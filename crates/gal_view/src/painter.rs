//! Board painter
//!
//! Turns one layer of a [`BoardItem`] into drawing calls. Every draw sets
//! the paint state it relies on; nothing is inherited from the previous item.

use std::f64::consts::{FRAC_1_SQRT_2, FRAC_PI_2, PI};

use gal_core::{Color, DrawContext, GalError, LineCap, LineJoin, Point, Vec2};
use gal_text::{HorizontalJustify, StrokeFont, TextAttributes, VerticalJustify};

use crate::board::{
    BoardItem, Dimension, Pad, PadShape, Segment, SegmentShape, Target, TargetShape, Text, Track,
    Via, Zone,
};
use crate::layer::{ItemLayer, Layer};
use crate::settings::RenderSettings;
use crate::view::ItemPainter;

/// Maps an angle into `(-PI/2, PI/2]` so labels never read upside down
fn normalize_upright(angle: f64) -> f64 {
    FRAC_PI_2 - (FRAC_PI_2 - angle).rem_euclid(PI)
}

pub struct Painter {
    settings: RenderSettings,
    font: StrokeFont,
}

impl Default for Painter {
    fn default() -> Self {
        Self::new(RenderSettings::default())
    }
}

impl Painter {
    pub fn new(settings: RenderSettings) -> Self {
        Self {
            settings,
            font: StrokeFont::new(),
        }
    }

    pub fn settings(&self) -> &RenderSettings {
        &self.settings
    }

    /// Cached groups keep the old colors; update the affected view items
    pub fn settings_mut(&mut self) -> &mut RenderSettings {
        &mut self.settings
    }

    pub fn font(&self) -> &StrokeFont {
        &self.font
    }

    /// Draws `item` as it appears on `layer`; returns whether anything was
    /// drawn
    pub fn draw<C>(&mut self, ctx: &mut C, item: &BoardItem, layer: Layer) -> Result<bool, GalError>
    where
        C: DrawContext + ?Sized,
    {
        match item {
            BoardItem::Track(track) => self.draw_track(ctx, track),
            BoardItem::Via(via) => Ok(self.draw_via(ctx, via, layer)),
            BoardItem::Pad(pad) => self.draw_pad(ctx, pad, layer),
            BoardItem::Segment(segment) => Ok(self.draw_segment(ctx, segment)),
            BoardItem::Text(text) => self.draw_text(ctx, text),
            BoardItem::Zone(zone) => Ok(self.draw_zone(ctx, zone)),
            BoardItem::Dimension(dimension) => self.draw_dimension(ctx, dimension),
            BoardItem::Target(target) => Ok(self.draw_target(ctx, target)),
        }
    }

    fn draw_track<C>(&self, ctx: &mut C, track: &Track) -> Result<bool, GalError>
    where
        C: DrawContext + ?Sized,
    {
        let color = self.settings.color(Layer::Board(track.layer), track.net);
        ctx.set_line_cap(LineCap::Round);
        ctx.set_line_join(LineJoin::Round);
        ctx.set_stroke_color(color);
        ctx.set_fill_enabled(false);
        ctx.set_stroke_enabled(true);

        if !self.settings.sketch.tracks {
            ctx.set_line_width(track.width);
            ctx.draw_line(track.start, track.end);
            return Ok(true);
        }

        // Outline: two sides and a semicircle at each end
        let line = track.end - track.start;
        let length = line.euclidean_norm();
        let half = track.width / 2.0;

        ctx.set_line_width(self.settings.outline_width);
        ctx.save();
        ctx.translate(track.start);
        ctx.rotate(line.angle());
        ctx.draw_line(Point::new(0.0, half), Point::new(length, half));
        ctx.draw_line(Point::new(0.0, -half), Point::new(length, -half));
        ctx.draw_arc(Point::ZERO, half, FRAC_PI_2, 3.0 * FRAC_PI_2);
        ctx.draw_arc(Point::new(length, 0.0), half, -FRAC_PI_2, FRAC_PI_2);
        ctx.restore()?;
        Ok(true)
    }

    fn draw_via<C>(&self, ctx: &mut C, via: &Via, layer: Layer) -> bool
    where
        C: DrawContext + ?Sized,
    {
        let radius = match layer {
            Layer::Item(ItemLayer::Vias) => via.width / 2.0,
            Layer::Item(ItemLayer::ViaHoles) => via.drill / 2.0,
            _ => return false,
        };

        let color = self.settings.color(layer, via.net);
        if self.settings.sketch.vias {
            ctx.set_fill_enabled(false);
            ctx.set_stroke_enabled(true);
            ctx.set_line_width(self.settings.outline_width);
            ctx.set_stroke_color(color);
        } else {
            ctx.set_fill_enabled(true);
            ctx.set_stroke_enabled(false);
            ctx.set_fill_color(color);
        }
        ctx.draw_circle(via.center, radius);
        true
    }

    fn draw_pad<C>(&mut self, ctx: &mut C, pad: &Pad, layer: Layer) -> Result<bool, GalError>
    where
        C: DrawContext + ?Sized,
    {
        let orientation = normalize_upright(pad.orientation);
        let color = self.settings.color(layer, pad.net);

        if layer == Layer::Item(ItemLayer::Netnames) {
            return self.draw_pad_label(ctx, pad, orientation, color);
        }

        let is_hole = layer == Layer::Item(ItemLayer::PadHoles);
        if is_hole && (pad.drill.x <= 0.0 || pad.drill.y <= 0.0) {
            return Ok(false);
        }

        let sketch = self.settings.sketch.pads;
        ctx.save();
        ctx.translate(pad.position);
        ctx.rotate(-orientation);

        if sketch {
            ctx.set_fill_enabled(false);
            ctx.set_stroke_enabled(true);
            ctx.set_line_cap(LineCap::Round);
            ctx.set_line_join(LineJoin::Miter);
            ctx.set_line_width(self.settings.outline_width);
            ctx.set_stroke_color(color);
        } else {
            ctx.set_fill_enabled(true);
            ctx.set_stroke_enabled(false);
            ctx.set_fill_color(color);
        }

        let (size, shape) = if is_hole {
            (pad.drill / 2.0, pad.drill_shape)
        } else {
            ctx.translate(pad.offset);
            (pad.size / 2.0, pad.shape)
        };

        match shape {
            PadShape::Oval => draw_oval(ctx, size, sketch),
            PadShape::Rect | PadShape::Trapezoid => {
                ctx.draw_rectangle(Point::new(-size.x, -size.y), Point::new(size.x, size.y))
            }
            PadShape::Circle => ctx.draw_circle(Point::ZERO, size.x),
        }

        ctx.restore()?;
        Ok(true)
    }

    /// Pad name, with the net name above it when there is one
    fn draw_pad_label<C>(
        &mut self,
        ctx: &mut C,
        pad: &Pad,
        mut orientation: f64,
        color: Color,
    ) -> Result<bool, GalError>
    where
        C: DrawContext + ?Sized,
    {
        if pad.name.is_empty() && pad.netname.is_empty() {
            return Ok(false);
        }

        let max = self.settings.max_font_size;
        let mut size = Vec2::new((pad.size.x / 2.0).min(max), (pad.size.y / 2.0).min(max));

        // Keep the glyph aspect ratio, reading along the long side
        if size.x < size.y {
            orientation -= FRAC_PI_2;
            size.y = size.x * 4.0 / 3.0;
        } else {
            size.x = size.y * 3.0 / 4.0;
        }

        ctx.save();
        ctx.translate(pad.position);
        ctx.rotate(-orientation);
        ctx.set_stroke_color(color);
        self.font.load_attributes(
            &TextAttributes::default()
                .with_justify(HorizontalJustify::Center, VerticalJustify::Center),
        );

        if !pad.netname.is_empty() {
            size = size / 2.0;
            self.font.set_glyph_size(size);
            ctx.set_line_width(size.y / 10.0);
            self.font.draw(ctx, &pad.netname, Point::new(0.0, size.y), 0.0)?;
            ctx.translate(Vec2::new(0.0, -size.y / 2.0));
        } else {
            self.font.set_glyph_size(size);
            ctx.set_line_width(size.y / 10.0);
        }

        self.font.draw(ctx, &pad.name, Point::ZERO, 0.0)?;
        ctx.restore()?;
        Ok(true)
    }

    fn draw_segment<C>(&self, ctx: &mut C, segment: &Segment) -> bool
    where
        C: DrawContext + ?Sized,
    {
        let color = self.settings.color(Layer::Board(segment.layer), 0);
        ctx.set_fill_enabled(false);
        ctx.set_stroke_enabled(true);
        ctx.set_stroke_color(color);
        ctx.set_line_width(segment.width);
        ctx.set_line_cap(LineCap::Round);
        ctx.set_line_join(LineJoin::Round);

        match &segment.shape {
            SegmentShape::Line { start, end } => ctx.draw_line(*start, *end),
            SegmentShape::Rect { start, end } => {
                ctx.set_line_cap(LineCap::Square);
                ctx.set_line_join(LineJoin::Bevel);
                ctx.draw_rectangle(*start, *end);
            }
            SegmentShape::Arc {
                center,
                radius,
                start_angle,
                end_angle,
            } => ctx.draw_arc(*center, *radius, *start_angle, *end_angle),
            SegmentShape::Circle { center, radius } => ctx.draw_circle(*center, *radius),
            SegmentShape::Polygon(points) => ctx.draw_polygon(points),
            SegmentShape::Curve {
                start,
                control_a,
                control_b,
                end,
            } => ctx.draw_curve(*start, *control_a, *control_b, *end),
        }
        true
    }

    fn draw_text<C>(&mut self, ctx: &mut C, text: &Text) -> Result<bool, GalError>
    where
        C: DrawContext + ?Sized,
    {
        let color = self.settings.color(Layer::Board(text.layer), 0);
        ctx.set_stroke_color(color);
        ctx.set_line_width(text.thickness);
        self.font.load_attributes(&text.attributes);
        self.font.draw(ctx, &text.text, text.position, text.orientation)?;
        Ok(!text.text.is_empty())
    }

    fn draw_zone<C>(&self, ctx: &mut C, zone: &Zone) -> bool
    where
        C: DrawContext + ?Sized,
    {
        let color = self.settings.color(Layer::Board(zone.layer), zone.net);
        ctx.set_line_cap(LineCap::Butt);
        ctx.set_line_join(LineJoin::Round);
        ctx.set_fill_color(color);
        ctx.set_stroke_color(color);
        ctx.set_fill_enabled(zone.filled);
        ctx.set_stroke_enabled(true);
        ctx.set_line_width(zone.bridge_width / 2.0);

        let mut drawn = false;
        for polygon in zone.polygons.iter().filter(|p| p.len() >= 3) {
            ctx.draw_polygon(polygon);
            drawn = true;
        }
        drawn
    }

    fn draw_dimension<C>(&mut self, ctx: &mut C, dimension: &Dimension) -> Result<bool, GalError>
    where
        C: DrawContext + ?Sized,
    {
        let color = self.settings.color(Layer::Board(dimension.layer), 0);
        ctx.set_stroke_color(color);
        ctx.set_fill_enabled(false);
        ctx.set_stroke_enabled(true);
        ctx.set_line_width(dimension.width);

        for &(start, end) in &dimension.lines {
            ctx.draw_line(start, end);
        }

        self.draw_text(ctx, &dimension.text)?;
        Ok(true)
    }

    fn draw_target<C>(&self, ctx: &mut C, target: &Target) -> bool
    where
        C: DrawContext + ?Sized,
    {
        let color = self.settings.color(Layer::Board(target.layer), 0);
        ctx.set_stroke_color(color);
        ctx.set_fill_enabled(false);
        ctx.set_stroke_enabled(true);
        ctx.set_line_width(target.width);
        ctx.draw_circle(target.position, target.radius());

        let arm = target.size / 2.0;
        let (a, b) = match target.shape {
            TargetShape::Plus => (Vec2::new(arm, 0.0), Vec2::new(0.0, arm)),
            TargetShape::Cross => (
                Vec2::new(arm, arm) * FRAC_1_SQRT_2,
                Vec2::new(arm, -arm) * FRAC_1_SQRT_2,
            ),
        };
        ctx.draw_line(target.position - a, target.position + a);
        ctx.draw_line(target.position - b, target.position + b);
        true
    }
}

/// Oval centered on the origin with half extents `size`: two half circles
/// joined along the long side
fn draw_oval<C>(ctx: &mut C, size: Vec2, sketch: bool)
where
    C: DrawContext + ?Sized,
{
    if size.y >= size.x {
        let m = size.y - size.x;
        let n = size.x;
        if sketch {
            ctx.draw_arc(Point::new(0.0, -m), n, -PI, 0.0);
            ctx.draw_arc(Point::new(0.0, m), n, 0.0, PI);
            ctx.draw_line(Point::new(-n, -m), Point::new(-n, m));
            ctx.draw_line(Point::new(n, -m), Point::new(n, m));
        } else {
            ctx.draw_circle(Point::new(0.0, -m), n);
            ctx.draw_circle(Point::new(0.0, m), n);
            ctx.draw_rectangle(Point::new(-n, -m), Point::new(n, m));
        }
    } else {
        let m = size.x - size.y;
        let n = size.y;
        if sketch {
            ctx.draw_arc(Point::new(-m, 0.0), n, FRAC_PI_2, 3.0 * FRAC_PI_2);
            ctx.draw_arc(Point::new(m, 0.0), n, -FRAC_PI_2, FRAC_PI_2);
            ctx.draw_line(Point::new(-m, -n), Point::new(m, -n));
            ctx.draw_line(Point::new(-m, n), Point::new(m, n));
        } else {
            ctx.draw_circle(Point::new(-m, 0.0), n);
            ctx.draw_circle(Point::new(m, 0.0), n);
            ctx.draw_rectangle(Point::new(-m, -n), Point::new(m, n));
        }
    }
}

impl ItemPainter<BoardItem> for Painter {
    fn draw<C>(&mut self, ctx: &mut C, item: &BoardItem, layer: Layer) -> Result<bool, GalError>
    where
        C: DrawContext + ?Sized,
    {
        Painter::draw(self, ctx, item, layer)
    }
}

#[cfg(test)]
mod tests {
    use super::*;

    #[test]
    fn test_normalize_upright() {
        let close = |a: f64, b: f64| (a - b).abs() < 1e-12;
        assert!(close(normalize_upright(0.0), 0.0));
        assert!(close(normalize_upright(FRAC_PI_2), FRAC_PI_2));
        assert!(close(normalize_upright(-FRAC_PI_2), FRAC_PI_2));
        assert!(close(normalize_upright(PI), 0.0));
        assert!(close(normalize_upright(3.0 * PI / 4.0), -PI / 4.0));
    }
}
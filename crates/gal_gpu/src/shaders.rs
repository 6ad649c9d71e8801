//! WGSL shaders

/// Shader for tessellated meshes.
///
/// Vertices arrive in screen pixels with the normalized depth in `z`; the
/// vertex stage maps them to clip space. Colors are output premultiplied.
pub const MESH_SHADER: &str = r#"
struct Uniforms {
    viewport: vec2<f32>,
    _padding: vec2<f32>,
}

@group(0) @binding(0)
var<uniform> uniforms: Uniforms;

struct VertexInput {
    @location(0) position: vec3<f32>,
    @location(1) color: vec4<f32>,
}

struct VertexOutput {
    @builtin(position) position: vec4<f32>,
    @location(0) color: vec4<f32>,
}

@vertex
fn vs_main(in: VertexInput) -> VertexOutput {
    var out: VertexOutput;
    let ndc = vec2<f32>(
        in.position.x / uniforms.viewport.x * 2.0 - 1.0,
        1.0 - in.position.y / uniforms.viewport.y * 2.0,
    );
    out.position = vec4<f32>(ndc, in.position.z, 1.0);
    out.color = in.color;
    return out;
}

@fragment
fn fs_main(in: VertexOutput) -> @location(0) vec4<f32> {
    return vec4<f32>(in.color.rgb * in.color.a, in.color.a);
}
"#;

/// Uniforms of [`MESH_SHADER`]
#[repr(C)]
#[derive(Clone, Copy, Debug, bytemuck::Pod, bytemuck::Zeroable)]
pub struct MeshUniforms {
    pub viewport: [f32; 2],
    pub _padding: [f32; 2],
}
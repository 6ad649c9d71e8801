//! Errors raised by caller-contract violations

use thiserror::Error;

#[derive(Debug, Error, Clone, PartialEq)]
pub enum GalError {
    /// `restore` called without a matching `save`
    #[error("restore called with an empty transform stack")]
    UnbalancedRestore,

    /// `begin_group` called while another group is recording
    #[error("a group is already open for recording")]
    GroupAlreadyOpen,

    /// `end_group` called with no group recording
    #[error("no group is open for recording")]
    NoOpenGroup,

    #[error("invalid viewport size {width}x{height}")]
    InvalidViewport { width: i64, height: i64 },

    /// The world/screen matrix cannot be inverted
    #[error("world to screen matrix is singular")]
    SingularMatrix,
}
=-=-=
=== What you need to do ===
In the material above, please count the lines that hold the word "impl" and answer with only that number.

=== Result ===
3